Les couverts sont majoritairement détruits de façon mécanique ou par un passage de glyphosate quelques jours avant le semis suivant. Avec son semoir Claydon, Jean-Marc François sème en direct son blé derrière les betteraves sucrières. Les deux agriculteurs sont unanimes, ils ne repasseraient pas la charrue dans leurs champs.
« On voit une réelle amélioration de la vie du sol », souligne Damien Schelfhout.
« En réutilisant ne serait-ce qu’une fois la charrue, on détériorerait fortement cette vie », ajoute Jean-Marc François.

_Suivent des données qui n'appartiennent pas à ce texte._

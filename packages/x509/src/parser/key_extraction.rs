//! Algorithm naming and public key projection

use x509_parser::public_key::PublicKey as ParsedPublicKey;
use x509_parser::x509::SubjectPublicKeyInfo;

use crate::types::PublicKey;

const RSA_ENCRYPTION_OID: &str = "1.2.840.113549.1.1.1";
const DSA_OID: &str = "1.2.840.10040.4.1";
const EC_PUBLIC_KEY_OID: &str = "1.2.840.10045.2.1";
const X25519_OID: &str = "1.3.101.110";
const X448_OID: &str = "1.3.101.111";
const ED25519_OID: &str = "1.3.101.112";
const ED448_OID: &str = "1.3.101.113";

/// Public key algorithm name for a SubjectPublicKeyInfo algorithm OID
#[must_use]
pub fn public_key_algorithm_name(oid: &str) -> String {
    match oid {
        RSA_ENCRYPTION_OID => "RSA",
        DSA_OID => "DSA",
        EC_PUBLIC_KEY_OID => "ECDSA",
        X25519_OID => "X25519",
        X448_OID => "X448",
        ED25519_OID => "Ed25519",
        ED448_OID => "Ed448",
        other => return other.to_string(),
    }
    .to_string()
}

/// Signature algorithm name for an AlgorithmIdentifier OID
#[must_use]
pub fn signature_algorithm_name(oid: &str) -> String {
    match oid {
        "1.2.840.113549.1.1.2" => "MD2-RSA",
        "1.2.840.113549.1.1.4" => "MD5-RSA",
        "1.2.840.113549.1.1.5" => "SHA1-RSA",
        "1.2.840.113549.1.1.11" => "SHA256-RSA",
        "1.2.840.113549.1.1.12" => "SHA384-RSA",
        "1.2.840.113549.1.1.13" => "SHA512-RSA",
        "1.2.840.113549.1.1.10" => "RSASSA-PSS",
        "1.2.840.10040.4.3" => "DSA-SHA1",
        "2.16.840.1.101.3.4.3.2" => "DSA-SHA256",
        "1.2.840.10045.4.1" => "ECDSA-SHA1",
        "1.2.840.10045.4.3.2" => "ECDSA-SHA256",
        "1.2.840.10045.4.3.3" => "ECDSA-SHA384",
        "1.2.840.10045.4.3.4" => "ECDSA-SHA512",
        ED25519_OID => "Ed25519",
        ED448_OID => "Ed448",
        other => return other.to_string(),
    }
    .to_string()
}

/// Named curve and its size for an EC parameters OID
fn named_curve(oid: &str) -> Option<(&'static str, u32)> {
    match oid {
        "1.2.840.10045.3.1.1" => Some(("P-192", 192)),
        "1.3.132.0.33" => Some(("P-224", 224)),
        "1.2.840.10045.3.1.7" => Some(("P-256", 256)),
        "1.3.132.0.34" => Some(("P-384", 384)),
        "1.3.132.0.35" => Some(("P-521", 521)),
        "1.3.132.0.10" => Some(("secp256k1", 256)),
        _ => None,
    }
}

/// Bit length of a big-endian unsigned integer
fn compute_bit_length(bytes: &[u8]) -> Option<u32> {
    let start = bytes.iter().position(|&b| b != 0)?;
    let effective = &bytes[start..];
    let high_bits = 8 - effective[0].leading_zeros();
    let rest_bits = u32::try_from((effective.len() - 1) * 8).ok()?;
    Some(high_bits + rest_bits)
}

fn strip_leading_zeros(bytes: &[u8]) -> &[u8] {
    let start = bytes.iter().position(|&b| b != 0).unwrap_or(bytes.len());
    &bytes[start..]
}

/// Big-endian integer that fits in a `u64`
fn small_integer(bytes: &[u8]) -> Option<u64> {
    let bytes = strip_leading_zeros(bytes);
    if bytes.len() > 8 {
        return None;
    }
    Some(bytes.iter().fold(0u64, |acc, &b| (acc << 8) | u64::from(b)))
}

/// Project a SubjectPublicKeyInfo into the rule-facing key object
#[must_use]
pub fn extract_public_key(spki: &SubjectPublicKeyInfo<'_>) -> PublicKey {
    let algorithm_oid = spki.algorithm.algorithm.to_id_string();
    let mut key = PublicKey {
        raw: spki.raw.to_vec(),
        ..PublicKey::default()
    };

    match algorithm_oid.as_str() {
        RSA_ENCRYPTION_OID => match spki.parsed() {
            Ok(ParsedPublicKey::RSA(rsa)) => {
                key.key_size = compute_bit_length(rsa.modulus);
                key.modulus = Some(hex::encode(strip_leading_zeros(rsa.modulus)));
                key.exponent = small_integer(rsa.exponent);
            }
            Ok(_) => {}
            Err(e) => tracing::debug!("RSA public key not decoded: {e}"),
        },
        EC_PUBLIC_KEY_OID => {
            let curve = spki
                .algorithm
                .parameters
                .as_ref()
                .and_then(|params| params.as_oid().ok())
                .map(|oid| oid.to_id_string());
            match curve.as_deref().and_then(named_curve) {
                Some((name, bits)) => {
                    key.curve = Some(name.to_string());
                    key.key_size = Some(bits);
                }
                None => key.curve = curve,
            }
        }
        X25519_OID | ED25519_OID => key.key_size = Some(256),
        X448_OID => key.key_size = Some(448),
        ED448_OID => key.key_size = Some(456),
        _ => {}
    }

    key
}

Moins de chimie sans dégradation de l’état sanitaire
En 2016, Damien Schelfhout et ses deux associés se sont posé la question de passer en système biologique. Sans faire le pas de la certification, ils optent pour un système plus respectueux de l’environnement, avec moins de passages d’outils et moins de produits phytosanitaires. De cinq fongicides en 2016, ils réduisent ce nombre à 0 en 2017, et suppriment les régulateurs. Aujourd’hui, leur indicateur de fréquence de traitements phytosanitaires (IFT) est inférieur à 2, quand la moyenne régionale est au-dessus de 6.
« L’axe “herbicide” est le plus délicat à réduire. Je souhaite optimiser le semis direct sans glyphosate, ce qui est par ailleurs déjà mis en pratique pour les semis de blé suivant un tournesol ou un soja, et par le binage des céréales » précise Damien Schelfhout.
La conception du semoir joue également dans ce sens. L’interrang important de son Claydon V-Drill (32 cm) rend possible le binage et limite la propagation des maladies fongiques par la réduction du contact interfoliaire.
« Mon semoir est la clé de voûte de ma transition agroécologique », conclut l'agriculteur.